Katie Bradham, Photo Editor

This event was sparked in response to recent statements from Clemson College Republicans condemning the LGBT community. 

Chants of “trans lives matter” and “gay lives matter” echoed throughout campus on Thursday evening during a “Take Back Pride” march, carried out in response to a controversial statements by Clemson College Republicans this week.  

Joining and leading the march was the Tiger mascot and the Cub, a notable symbol of Clemson support.

“Today we march in solidarity with the LGBTQIA+ community at Clemson,” the LGBTQIA+ Student Coalition said in a statement. “We stand on the steps of Sikes, united, to demand accountability.” 

The coalition is composed of over a dozen student organizations, including It’s On Us, Clemson NAACP, student government’s Council of Diversity Affairs and Clemson College Democrats. 

The group presented three major demands for the march: a statement from the Clemson University administration condemning transphobia and homophobia, revisions to the student code of conduct and repercussions for the Clemson College Republicans.

Proposed revisions to the student code of conduct are to establish a task force of LGBTQ students to prevent and advise on any future incidents. The coalition also requests that digital posts and language are treated as equivalent to in-person interactions.

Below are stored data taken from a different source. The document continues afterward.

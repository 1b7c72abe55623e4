use axum::{
    extract::{Path, State},
    http::StatusCode,
    routing::{get, patch},
    Json, Router,
};
use serde::{Deserialize, Serialize};
use sqlx::{FromRow, PgPool, Postgres, Transaction};
use time::OffsetDateTime;
use tracing::{info, instrument};
use uuid::Uuid;

use crate::{
    auth::CurrentUser,
    error::{is_unique_violation, ApiError},
    state::AppState,
};

/// Ingredient record in the database.
#[derive(Debug, Clone, Serialize, Deserialize, FromRow)]
pub struct Ingredient {
    pub id: Uuid,
    pub user_id: Uuid,
    pub name: String,
    #[serde(with = "time::serde::rfc3339")]
    pub created_at: OffsetDateTime,
}

/// Wire shape for an ingredient.
#[derive(Debug, Clone, Serialize, PartialEq, Eq)]
pub struct IngredientOut {
    pub id: Uuid,
    pub name: String,
}

impl From<Ingredient> for IngredientOut {
    fn from(i: Ingredient) -> Self {
        Self { id: i.id, name: i.name }
    }
}

#[derive(Debug, Deserialize)]
pub struct IngredientUpdate {
    pub name: String,
}

impl Ingredient {
    /// Per-user get-or-create, same upsert shape as tags.
    pub async fn get_or_create_tx(
        tx: &mut Transaction<'_, Postgres>,
        user_id: Uuid,
        name: &str,
    ) -> anyhow::Result<Ingredient> {
        let ingredient = sqlx::query_as::<_, Ingredient>(
            r#"
            INSERT INTO ingredients (user_id, name)
            VALUES ($1, $2)
            ON CONFLICT (user_id, name) DO UPDATE SET name = EXCLUDED.name
            RETURNING id, user_id, name, created_at
            "#,
        )
        .bind(user_id)
        .bind(name)
        .fetch_one(&mut **tx)
        .await?;
        Ok(ingredient)
    }

    pub async fn list_by_user(db: &PgPool, user_id: Uuid) -> anyhow::Result<Vec<Ingredient>> {
        let ingredients = sqlx::query_as::<_, Ingredient>(
            r#"
            SELECT id, user_id, name, created_at
            FROM ingredients
            WHERE user_id = $1
            ORDER BY name DESC
            "#,
        )
        .bind(user_id)
        .fetch_all(db)
        .await?;
        Ok(ingredients)
    }

    /// Ingredients for a batch of recipes, as (recipe_id, ingredient) pairs.
    pub async fn for_recipes(
        db: &PgPool,
        recipe_ids: &[Uuid],
    ) -> anyhow::Result<Vec<(Uuid, IngredientOut)>> {
        let rows = sqlx::query_as::<_, (Uuid, Uuid, String)>(
            r#"
            SELECT ri.recipe_id, i.id, i.name
            FROM recipe_ingredients ri
            JOIN ingredients i ON i.id = ri.ingredient_id
            WHERE ri.recipe_id = ANY($1)
            ORDER BY i.name
            "#,
        )
        .bind(recipe_ids)
        .fetch_all(db)
        .await?;
        Ok(rows
            .into_iter()
            .map(|(recipe_id, id, name)| (recipe_id, IngredientOut { id, name }))
            .collect())
    }

    pub async fn rename(
        db: &PgPool,
        user_id: Uuid,
        id: Uuid,
        name: &str,
    ) -> anyhow::Result<Option<Ingredient>> {
        let ingredient = sqlx::query_as::<_, Ingredient>(
            r#"
            UPDATE ingredients
            SET name = $3
            WHERE id = $1 AND user_id = $2
            RETURNING id, user_id, name, created_at
            "#,
        )
        .bind(id)
        .bind(user_id)
        .bind(name)
        .fetch_optional(db)
        .await?;
        Ok(ingredient)
    }

    pub async fn delete(db: &PgPool, user_id: Uuid, id: Uuid) -> anyhow::Result<bool> {
        let result = sqlx::query("DELETE FROM ingredients WHERE id = $1 AND user_id = $2")
            .bind(id)
            .bind(user_id)
            .execute(db)
            .await?;
        Ok(result.rows_affected() > 0)
    }
}

// --- handlers ---

pub fn router() -> Router<AppState> {
    Router::new()
        .route("/ingredients", get(list_ingredients))
        .route(
            "/ingredients/:id",
            patch(update_ingredient).put(update_ingredient).delete(delete_ingredient),
        )
}

#[instrument(skip(state, user))]
pub async fn list_ingredients(
    State(state): State<AppState>,
    CurrentUser(user): CurrentUser,
) -> Result<Json<Vec<IngredientOut>>, ApiError> {
    let ingredients = Ingredient::list_by_user(&state.db, user.id).await?;
    Ok(Json(ingredients.into_iter().map(IngredientOut::from).collect()))
}

#[instrument(skip(state, user, payload))]
pub async fn update_ingredient(
    State(state): State<AppState>,
    CurrentUser(user): CurrentUser,
    Path(id): Path<Uuid>,
    Json(payload): Json<IngredientUpdate>,
) -> Result<Json<IngredientOut>, ApiError> {
    if payload.name.trim().is_empty() {
        return Err(ApiError::validation("name", "this field may not be blank"));
    }

    let ingredient = Ingredient::rename(&state.db, user.id, id, payload.name.trim())
        .await
        .map_err(|e| {
            if is_unique_violation(&e) {
                ApiError::validation("name", "ingredient with this name already exists")
            } else {
                ApiError::Internal(e)
            }
        })?
        .ok_or(ApiError::NotFound("ingredient"))?;

    Ok(Json(ingredient.into()))
}

#[instrument(skip(state, user))]
pub async fn delete_ingredient(
    State(state): State<AppState>,
    CurrentUser(user): CurrentUser,
    Path(id): Path<Uuid>,
) -> Result<StatusCode, ApiError> {
    if !Ingredient::delete(&state.db, user.id, id).await? {
        return Err(ApiError::NotFound("ingredient"));
    }
    info!(user_id = %user.id, ingredient_id = %id, "ingredient deleted");
    Ok(StatusCode::NO_CONTENT)
}

#[cfg(test)]
mod tests {
    use super::*;

    #[test]
    fn ingredient_out_serializes_id_and_name_only() {
        let out = IngredientOut {
            id: Uuid::new_v4(),
            name: "Salt".into(),
        };
        let json = serde_json::to_value(&out).unwrap();
        let obj = json.as_object().unwrap();
        assert_eq!(obj.len(), 2);
        assert_eq!(obj["name"], "Salt");
    }
}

The group’s demand for repercussions may be difficult, as the University has already announced that the posts may be considered free speech.

“What they’ve done doesn’t technically violate the Code of Conduct, so we’d like them to not only revise it but to revise it with LGBT+ students in the room to make sure that it’s intentional and actually does what we are hoping to do,” said Matthew Jordan, a senior sociology major and one of the event organizers. 

“We’re here to show that we are Clemson and we make up just as valuable a part of this campus as any other person with any other identity.”

The event drew a huge crowd with over 800 in attendance, according to the event’s organizers. The march began at Sikes Hall, moved through Core Campus and ended in front of the Brooks Center.

“We’re here to show that we are Clemson and we make up just as valuable a part of this campus as any other person with any other identity. Mainly visibility and awareness is why we/I am here,” said Christian Warhola, a senior biological science major.

As the crowd grew, several organizers and speakers alike spoke to those gathered from the Sikes Hall steps.  

“If Clemson wants to advertise itself as a University working toward a more inclusive and diverse campus, then the administration must take concrete actions to ensure that statement is true,” said Dev Bryant, a sophomore computer information systems major.

University officials and student body president Malik Balogun declined to comment during the event.